Records contained in a dataset:
++++++++
//! In-memory roster of monitored agents

use agent_metrics::CollectorSample;
use chrono::{DateTime, Utc};
use dashmap::mapref::entry::Entry;
use dashmap::DashMap;
use overseer_core::{AgentId, AgentState, OverseerError, Result};
use serde::Serialize;
use std::net::IpAddr;
use std::time::Duration;
use tokio::time::Instant;

/// Mutable monitoring state of one agent.
///
/// Invariant: `retries_remaining` stays within `[0, max_retries]` and the
/// state is `Disconnected` exactly when it has reached zero since the last
/// successful check.
#[derive(Debug, Clone, Serialize)]
pub struct AgentStatus {
    pub id: AgentId,
    pub hostname: String,
    pub ip: IpAddr,
    pub state: AgentState,
    pub retries_remaining: u8,
    pub last_checked: Option<DateTime<Utc>>,
    #[serde(skip)]
    pub next_check: Instant,
    /// Registration generation; a check only reports into the entry it
    /// was started for.
    #[serde(skip)]
    pub(crate) epoch: u64,
    #[serde(skip)]
    pub(crate) last_sample: Option<(CollectorSample, Instant)>,
}

impl AgentStatus {
    pub(crate) fn new(
        id: AgentId,
        hostname: String,
        ip: IpAddr,
        retries: u8,
        epoch: u64,
        now: Instant,
    ) -> Self {
        Self {
            id,
            hostname,
            ip,
            state: AgentState::Unknown,
            retries_remaining: retries,
            last_checked: None,
            next_check: now,
            epoch,
            last_sample: None,
        }
    }

    pub(crate) fn record_success(&mut self, max_retries: u8) {
        self.retries_remaining = max_retries;
        self.state = AgentState::Connected;
        self.last_checked = Some(Utc::now());
    }

    pub(crate) fn record_failure(&mut self) {
        self.retries_remaining = self.retries_remaining.saturating_sub(1);
        self.state = if self.retries_remaining == 0 {
            AgentState::Disconnected
        } else {
            AgentState::Unknown
        };
        self.last_checked = Some(Utc::now());
    }
}

/// Concurrency-safe agent table. Every operation locks at most one shard
/// for its duration, so a removal racing an in-flight check is harmless.
#[derive(Debug, Default)]
pub struct Roster {
    agents: DashMap<AgentId, AgentStatus>,
}

impl Roster {
    pub fn new() -> Self {
        Self::default()
    }

    /// Insert a new entry; an existing entry is left untouched.
    pub fn insert_new(&self, status: AgentStatus) -> Result<()> {
        match self.agents.entry(status.id.clone()) {
            Entry::Occupied(_) => Err(OverseerError::duplicate_agent(status.id)),
            Entry::Vacant(slot) => {
                slot.insert(status);
                Ok(())
            }
        }
    }

    pub fn remove(&self, agent_id: &str) -> Option<AgentStatus> {
        self.agents.remove(agent_id).map(|(_, status)| status)
    }

    /// Remove only if the entry still belongs to registration `epoch` and
    /// has exhausted its retries.
    pub(crate) fn remove_exhausted(&self, agent_id: &str, epoch: u64) -> bool {
        self.agents
            .remove_if(agent_id, |_, s| s.epoch == epoch && s.retries_remaining == 0)
            .is_some()
    }

    pub fn get(&self, agent_id: &str) -> Option<AgentStatus> {
        self.agents.get(agent_id).map(|entry| entry.value().clone())
    }

    pub fn contains(&self, agent_id: &str) -> bool {
        self.agents.contains_key(agent_id)
    }

    /// Whether `agent_id` is still tracked under registration `epoch`.
    pub(crate) fn is_current(&self, agent_id: &str, epoch: u64) -> bool {
        self.agents
            .get(agent_id)
            .is_some_and(|entry| entry.epoch == epoch)
    }

    /// Mutate an entry if it still belongs to registration `epoch`.
    pub(crate) fn update<R>(
        &self,
        agent_id: &str,
        epoch: u64,
        f: impl FnOnce(&mut AgentStatus) -> R,
    ) -> Option<R> {
        let mut entry = self.agents.get_mut(agent_id)?;
        if entry.epoch != epoch {
            return None;
        }
        Some(f(entry.value_mut()))
    }

    /// Entries sorted by agent id.
    pub fn snapshot(&self) -> Vec<AgentStatus> {
        let mut agents: Vec<AgentStatus> =
            self.agents.iter().map(|entry| entry.value().clone()).collect();
        agents.sort_by(|a, b| a.id.cmp(&b.id));
        agents
    }

    pub fn len(&self) -> usize {
        self.agents.len()
    }

    pub fn is_empty(&self) -> bool {
        self.agents.is_empty()
    }

    /// Offer every due agent to `enqueue`. An accepted agent has its next
    /// check pushed out by `interval` right away; a refused one stays due
    /// and is offered again on the next scan.
    pub(crate) fn schedule_due(
        &self,
        now: Instant,
        interval: Duration,
        mut enqueue: impl FnMut(&AgentId) -> bool,
    ) -> (usize, usize) {
        let (mut queued, mut skipped) = (0, 0);
        for mut entry in self.agents.iter_mut() {
            if entry.next_check > now {
                continue;
            }
            if enqueue(entry.key()) {
                entry.next_check = now + interval;
                queued += 1;
            } else {
                skipped += 1;
            }
        }
        (queued, skipped)
    }
}
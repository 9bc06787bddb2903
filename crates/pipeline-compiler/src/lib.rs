pub use overseer_core;

mod alias;
mod compiler;
mod render;

pub use alias::{alias_for, camel_case, type_prefix};
pub use compiler::compile;
pub use render::RenderCollector;

// Re-export core types for convenience
pub use overseer_core::{
    CompiledConfig, ComponentRole, Edge, Node, NodeId, OverseerError, PipelineGraph, PipelineSpec,
    Result, SignalKind,
};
++++++++
Exercise objective: Your response should hold the lines from the first line of the entries above through the line with "pub fn new()", each retyped exactly, and nothing else.

Written response:
//! In-memory roster of monitored agents

use agent_metrics::CollectorSample;
use chrono::{DateTime, Utc};
use dashmap::mapref::entry::Entry;
use dashmap::DashMap;
use overseer_core::{AgentId, AgentState, OverseerError, Result};
use serde::Serialize;
use std::net::IpAddr;
use std::time::Duration;
use tokio::time::Instant;

/// Mutable monitoring state of one agent.
///
/// Invariant: `retries_remaining` stays within `[0, max_retries]` and the
/// state is `Disconnected` exactly when it has reached zero since the last
/// successful check.
#[derive(Debug, Clone, Serialize)]
pub struct AgentStatus {
    pub id: AgentId,
    pub hostname: String,
    pub ip: IpAddr,
    pub state: AgentState,
    pub retries_remaining: u8,
    pub last_checked: Option<DateTime<Utc>>,
    #[serde(skip)]
    pub next_check: Instant,
    /// Registration generation; a check only reports into the entry it
    /// was started for.
    #[serde(skip)]
    pub(crate) epoch: u64,
    #[serde(skip)]
    pub(crate) last_sample: Option<(CollectorSample, Instant)>,
}

impl AgentStatus {
    pub(crate) fn new(
        id: AgentId,
        hostname: String,
        ip: IpAddr,
        retries: u8,
        epoch: u64,
        now: Instant,
    ) -> Self {
        Self {
            id,
            hostname,
            ip,
            state: AgentState::Unknown,
            retries_remaining: retries,
            last_checked: None,
            next_check: now,
            epoch,
            last_sample: None,
        }
    }

    pub(crate) fn record_success(&mut self, max_retries: u8) {
        self.retries_remaining = max_retries;
        self.state = AgentState::Connected;
        self.last_checked = Some(Utc::now());
    }

    pub(crate) fn record_failure(&mut self) {
        self.retries_remaining = self.retries_remaining.saturating_sub(1);
        self.state = if self.retries_remaining == 0 {
            AgentState::Disconnected
        } else {
            AgentState::Unknown
        };
        self.last_checked = Some(Utc::now());
    }
}

/// Concurrency-safe agent table. Every operation locks at most one shard
/// for its duration, so a removal racing an in-flight check is harmless.
#[derive(Debug, Default)]
pub struct Roster {
    agents: DashMap<AgentId, AgentStatus>,
}

impl Roster {
    pub fn new() -> Self {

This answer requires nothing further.